Search for ‘Simple workflow’ and click on ‘Configure’. It creates a YAML file and displays the default workflow in the editor.

Replace the code in the YAML with the following code snippet:

name:  CI Workflow 
on:
  pull_request:
    types: [opened, reopened]
    branches:
      - main
      
  push:
    branches:
      - main

jobs:
  build:
    runs-on: ubuntu-latest
    permissions:
      contents: read
      packages: write
    steps:
      - name: Checkout Repository
        uses: actions/checkout@v2
      - name: Set up JDK 8
        uses: actions/setup-java@v2
        with:
          java-version: ‘8’
          distribution: ‘temurin’
      - name: Build with Maven
        run: |
          mvn -B package --file pom.xml 
      - name: Build and Push Docker Image
        uses: mr-smithers-excellent/docker-build-push@v5
        with: 
          image: glarimy/glarimy-assessements-api
          tags: latest
          registry: docker.io
          dockerfile: Dockerfile
          username: ${{SECRETS.DOCKER_ID}}
          password: ${{SECRETS.DOCKER_PWD}}

The name of the workflow is CI Workflow. The code inside ‘on’ defines when the workflow will trigger. This workflow is configured to be triggered when someone makes a pull request to the main branch, or someone pushes a file in the main branch.

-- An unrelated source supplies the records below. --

impl MemoryState {
    fn next_id(&mut self) -> i64 {
        self.next_id += 1;
        self.next_id
    }

    fn line(&self, item: &CartItem) -> Option<CartLine> {
        self.products
            .get(&item.product_id)
            .map(|product| CartLine::new(item, product))
    }

    fn intent_by_transaction(&self, transaction_id: &str) -> Option<&PaymentIntent> {
        self.intents
            .values()
            .find(|i| i.transaction_id == transaction_id)
    }
}

/// In-memory storage.
#[derive(Debug, Default)]
pub struct MemoryStore {
    state: Mutex<MemoryState>,
}

impl MemoryStore {
    #[must_use]
    pub fn new() -> Self {
        Self::default()
    }
}

fn paginate<T>(items: Vec<T>, page: u32, per_page: u32) -> Page<T> {
    let total = items.len() as u64;
    let skip = usize::try_from(offset(page, per_page)).unwrap_or(usize::MAX);
    Page {
        items: items
            .into_iter()
            .skip(skip)
            .take(per_page as usize)
            .collect(),
        total,
        page,
        per_page,
    }
}

fn directed(ordering: Ordering, order: SortOrder) -> Ordering {
    match order {
        SortOrder::Asc => ordering,
        SortOrder::Desc => ordering.reverse(),
    }
}

const fn payment_method_rank(method: PaymentMethod) -> u8 {
    match method {
        PaymentMethod::Cash => 0,
        PaymentMethod::Card => 1,
    }
}

fn distinct(products: &BTreeMap<ProductId, Product>, field: fn(&Product) -> &String) -> Vec<String> {
    let mut values: Vec<String> = products
        .values()
        .filter(|p| !p.deleted)
        .map(|p| field(p).clone())
        .collect();
    values.sort();
    values.dedup();
    values
}
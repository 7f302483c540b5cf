//! HTTP route handlers for the storefront API.
//!
//! # Route Structure
//!
//! ```text
//! GET    /health                      - Liveness
//! GET    /health/ready                - Store ping
//!
//! # Auth
//! POST   /auth/register               - Create account and log in
//! POST   /auth/login                  - Log in
//! POST   /auth/logout                 - Log out
//! GET    /auth/check                  - Current identity
//!
//! # Account (requires auth)
//! GET    /users/own                   - Profile
//! PATCH  /users/own                   - Update name / phone
//! GET    /users/own/addresses         - Address book
//! POST   /users/own/addresses         - Add address
//! DELETE /users/own/addresses/{id}    - Delete address
//!
//! # Catalog
//! GET    /products                    - Filtered, paged listing (X-Total-Count)
//! GET    /products/{id}               - Product detail
//! GET    /brands                      - Distinct brands
//! GET    /categories                  - Distinct categories
//!
//! # Cart (requires auth)
//! GET    /cart                        - Live cart
//! POST   /cart                        - Add a variant
//! PATCH  /cart/{id}                   - Set quantity
//! DELETE /cart/{id}                   - Remove line
//!
//! # Orders (requires auth)
//! POST   /orders                      - Place order from cart
//! GET    /orders/own                  - Order history
//! GET    /orders/{id}                 - Order detail
//!
//! # Payments
//! POST   /payments/{order_id}/initiate - Open gateway transaction (auth)
//! POST   /payments/callback           - Gateway callback (signature only)
//!
//! # Admin (requires admin)
//! GET    /admin/products              POST /admin/products
//! PATCH  /admin/products/{id}         DELETE /admin/products/{id}
//! GET    /admin/orders                PATCH /admin/orders/{id}/status
//! ```

pub mod admin;
pub mod auth;
pub mod cart;
mod extract;
pub mod health;
pub mod orders;
pub mod payments;
pub mod products;
pub mod users;

pub use extract::{ApiJson, ApiPath, ApiQuery};

use axum::{
    Router,
    extract::Request,
    http::{HeaderName, HeaderValue, Method, header},
    middleware as axum_middleware,
};
use tower_http::cors::{AllowOrigin, CorsLayer};
use tower_http::trace::TraceLayer;
use tower_sessions::{SessionManagerLayer, SessionStore};

use crate::config::StorefrontConfig;
use crate::middleware::{
    api_rate_limiter, auth_rate_limiter, request_id_middleware, security_headers_middleware,
};
use crate::state::AppState;

fn api_routes() -> Router<AppState> {
    Router::new()
        .merge(users::router())
        .merge(products::router())
        .merge(cart::router())
        .merge(orders::router())
        .merge(payments::router())
        .merge(admin::router())
}

/// All routes, without rate limiting.
pub fn routes() -> Router<AppState> {
    Router::new()
        .merge(health::router())
        .merge(auth::router())
        .merge(api_routes())
}

/// All routes with per-group rate limits. Health probes are never limited.
pub fn rate_limited_routes() -> Router<AppState> {
    Router::new()
        .merge(health::router())
        .merge(auth::router().layer(auth_rate_limiter()))
        .merge(api_routes().layer(api_rate_limiter()))
}

/// CORS for the configured browser origins. Credentials are allowed so the
/// session cookie travels with API calls.
#[must_use]
pub fn cors_layer(config: &StorefrontConfig) -> CorsLayer {
    let origins: Vec<HeaderValue> = config
        .cors_allowed_origins
        .iter()
        .filter_map(|o| HeaderValue::from_str(o).ok())
        .collect();

    CorsLayer::new()
        .allow_origin(AllowOrigin::list(origins))
        .allow_methods([
            Method::GET,
            Method::POST,
            Method::PATCH,
            Method::DELETE,
        ])
        .allow_headers([header::CONTENT_TYPE])
        .expose_headers([
            HeaderName::from_static("x-total-count"),
            HeaderName::from_static("x-request-id"),
        ])
        .allow_credentials(true)
}

/// Assemble the application: routes, sessions and the shared middleware.
pub fn app<S>(state: AppState, routes: Router<AppState>, sessions: SessionManagerLayer<S>) -> Router
where
    S: SessionStore + Clone,
{
    let cors = cors_layer(state.config());

    routes
        .layer(sessions)
        .layer(axum_middleware::from_fn(security_headers_middleware))
        .layer(cors)
        .layer(axum_middleware::from_fn(request_id_middleware))
        .layer(
            TraceLayer::new_for_http().make_span_with(|request: &Request| {
                tracing::info_span!(
                    "request",
                    method = %request.method(),
                    uri = %request.uri(),
                    request_id = tracing::field::Empty,
                )
            }),
        )
        .with_state(state)
}
//! Concurrency guards of the `PostgreSQL` store.
//!
//! These tests require a running `PostgreSQL` database reachable through
//! `STOREFRONT_DATABASE_URL` (or `DATABASE_URL`). Migrations are applied
//! before each test and every test uses fresh accounts and products.
//!
//! Run with: cargo test -p amyfairy-integration-tests -- --ignored

#![allow(clippy::unwrap_used)]

use std::sync::Arc;

use secrecy::SecretString;
use uuid::Uuid;

use amyfairy_core::PaymentMethod;
use amyfairy_integration_tests::{
    FakeGateway, TEST_PASSWORD, dec, new_address, signed_callback, test_config,
};
use amyfairy_storefront::db::{
    self, CartRepository, OrderRepository, PaymentRepository, PgStore, ProductRepository,
    RepositoryError, Store, UserRepository,
};
use amyfairy_storefront::gateway::{CallbackStatus, PaymentGateway};
use amyfairy_storefront::models::{
    CurrentUser, NewCartItem, NewOrder, Product, ProductDraft, ShippingAddress,
};
use amyfairy_storefront::services::{AddToCart, AuthService, OrderError, ReconcileOutcome};
use amyfairy_storefront::state::AppState;

struct PgContext {
    store: Arc<PgStore>,
    state: AppState,
}

async fn pg_context() -> PgContext {
    let url = std::env::var("STOREFRONT_DATABASE_URL")
        .or_else(|_| std::env::var("DATABASE_URL"))
        .expect("STOREFRONT_DATABASE_URL or DATABASE_URL must be set");
    let pool = db::create_pool(&SecretString::from(url)).await.unwrap();
    sqlx::migrate!("../storefront/migrations").run(&pool).await.unwrap();

    let store = Arc::new(PgStore::new(pool));
    let state = AppState::new(
        test_config(),
        store.clone() as Arc<dyn Store>,
        Arc::new(FakeGateway::default()) as Arc<dyn PaymentGateway>,
    );
    PgContext { store, state }
}

impl PgContext {
    async fn product(&self, stock: i32) -> Product {
        self.store
            .create_product(&ProductDraft {
                title: format!("Test Product {}", Uuid::new_v4()),
                description: String::new(),
                price: dec("200.00"),
                discount_percentage: dec("15"),
                rating: dec("4.0"),
                stock,
                brand: "AmyFairy".to_string(),
                category: "dresses".to_string(),
                colors: Vec::new(),
                sizes: Vec::new(),
                thumbnail: String::new(),
                images: Vec::new(),
            })
            .await
            .unwrap()
    }

    async fn shopper(&self) -> (CurrentUser, ShippingAddress) {
        let email = format!("pg-{}@example.com", Uuid::new_v4().simple());
        let user = AuthService::new(self.store.as_ref())
            .register(&email, TEST_PASSWORD, "Test Shopper")
            .await
            .unwrap();
        let address = self
            .store
            .add_address(user.id, &new_address(&email))
            .await
            .unwrap();
        (CurrentUser::from(&user), ShippingAddress::from(&address))
    }

    async fn add_to_cart(&self, user: &CurrentUser, product: &Product) {
        self.state
            .cart()
            .add_item(
                user.id,
                &AddToCart {
                    product_id: product.id,
                    color: None,
                    size: None,
                },
            )
            .await
            .unwrap();
    }
}

#[tokio::test(flavor = "multi_thread", worker_threads = 4)]
#[ignore = "Requires running database"]
async fn test_pg_concurrent_orders_never_oversell() {
    let ctx = Arc::new(pg_context().await);
    let product = ctx.product(2).await;

    let mut shoppers = Vec::new();
    for _ in 0..6 {
        let (user, address) = ctx.shopper().await;
        ctx.add_to_cart(&user, &product).await;
        shoppers.push((user, address));
    }

    let handles: Vec<_> = shoppers
        .into_iter()
        .map(|(user, address)| {
            let ctx = Arc::clone(&ctx);
            tokio::spawn(async move {
                ctx.state
                    .orders()
                    .place_order(&user, address, PaymentMethod::Cash)
                    .await
            })
        })
        .collect();

    let mut placed = 0;
    for handle in handles {
        match handle.await.unwrap() {
            Ok(_) => placed += 1,
            Err(OrderError::Stock(_)) => {}
            Err(other) => panic!("unexpected error: {other:?}"),
        }
    }

    assert_eq!(placed, 2);
    let product = ctx.store.get_product(product.id).await.unwrap().unwrap();
    assert_eq!(product.stock, 0);
}

#[tokio::test]
#[ignore = "Requires running database"]
async fn test_pg_cart_snapshot_commits_once() {
    let ctx = pg_context().await;
    let product = ctx.product(5).await;
    let (user, address) = ctx.shopper().await;
    ctx.add_to_cart(&user, &product).await;

    let lines = ctx.store.cart_lines(user.id).await.unwrap();
    let order = NewOrder::from_cart(user.id, &lines, address, PaymentMethod::Cash);

    ctx.store.commit_order(&order).await.unwrap();
    let second = ctx.store.commit_order(&order).await;

    assert!(matches!(second, Err(RepositoryError::CartChanged)));
    let product = ctx.store.get_product(product.id).await.unwrap().unwrap();
    assert_eq!(product.stock, 4);
    assert_eq!(ctx.store.orders_for_user(user.id).await.unwrap().len(), 1);
}

#[tokio::test]
#[ignore = "Requires running database"]
async fn test_pg_duplicate_cart_item_without_variants() {
    let ctx = pg_context().await;
    let product = ctx.product(5).await;
    let (user, _) = ctx.shopper().await;
    let item = NewCartItem {
        user_id: user.id,
        product_id: product.id,
        color: None,
        size: None,
    };

    ctx.store.insert_cart_item(&item).await.unwrap();
    let second = ctx.store.insert_cart_item(&item).await;

    assert!(matches!(second, Err(RepositoryError::Conflict(_))));
    assert_eq!(ctx.store.cart_lines(user.id).await.unwrap().len(), 1);
}

#[tokio::test(flavor = "multi_thread", worker_threads = 4)]
#[ignore = "Requires running database"]
async fn test_pg_concurrent_callbacks_settle_once() {
    let ctx = Arc::new(pg_context().await);
    let product = ctx.product(5).await;
    let (user, address) = ctx.shopper().await;
    ctx.add_to_cart(&user, &product).await;
    let order = ctx
        .state
        .orders()
        .place_order(&user, address, PaymentMethod::Card)
        .await
        .unwrap();
    let handle = ctx.state.payments().initiate_payment(&user, order.id).await.unwrap();
    let callback = signed_callback(&handle.transaction_id, "pay_pg_001", CallbackStatus::Captured);

    let deliveries: Vec<_> = (0..6)
        .map(|_| {
            let ctx = Arc::clone(&ctx);
            let callback = callback.clone();
            tokio::spawn(async move { ctx.state.payments().reconcile(&callback).await.unwrap() })
        })
        .collect();

    let mut applied = 0;
    for delivery in deliveries {
        if delivery.await.unwrap() == ReconcileOutcome::Applied {
            applied += 1;
        }
    }

    assert_eq!(applied, 1);
    let paid = ctx.state.orders().get_order(&user, order.id).await.unwrap();
    assert!(paid.payment_confirmed);
    assert!(ctx.store.open_payment_intent(order.id).await.unwrap().is_none());
}

#[tokio::test]
#[ignore = "Requires running database"]
async fn test_pg_one_open_intent_per_order() {
    let ctx = pg_context().await;
    let product = ctx.product(5).await;
    let (user, address) = ctx.shopper().await;
    ctx.add_to_cart(&user, &product).await;
    let order = ctx
        .state
        .orders()
        .place_order(&user, address, PaymentMethod::Card)
        .await
        .unwrap();

    let first = ctx.state.payments().initiate_payment(&user, order.id).await.unwrap();
    let second = ctx.state.payments().initiate_payment(&user, order.id).await.unwrap();

    assert_eq!(first.transaction_id, second.transaction_id);
    let open = ctx.store.open_payment_intent(order.id).await.unwrap().unwrap();
    assert_eq!(open.transaction_id, first.transaction_id);
}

In ‘jobs’ there is only one job named ‘build’. To run a job, you need a runner. The runner can be a GitHub-hosted runner or a self-hosted runner. In the code snippet, we used the GitHub-hosted runner ubuntu-latest. The permissions to the job come next.

Let’s now define the steps to be followed by the job for CI workflow. In our case, there are four steps.

Step 1: Check out the repository on the runner. We use a pre-defined action for this purpose.

Step 2: Set up JDK 8 from Temurin distribution on the runner. This step also uses a pre-defined action.

Step 3: Build the code with Maven. Here we are using the ‘mvn package’ command to build the project and create a distributable package. This step generates a JAR on the runner. The name of JAR depends on the way pom.xml is configured.

Step 4: Build and push a Docker image. This is also accomplished as a set of commands specific to Docker. The Docker image is built as per the Dockerfile definition available in the repository. Exposing sensitive information like Docker credentials is not the best practice. To overcome this, GitHub allows us to define secrets. The secrets are stored in an encrypted form.

That’s all! Whenever a new code is pushed to the repository, the workflow runs and generates a Docker container image if the code passes through the build process successfully.

DevOps is a collaborative approach in software development and IT operations. It is an ever-evolving approach, introducing new practices and tools to streamline development and delivery processes.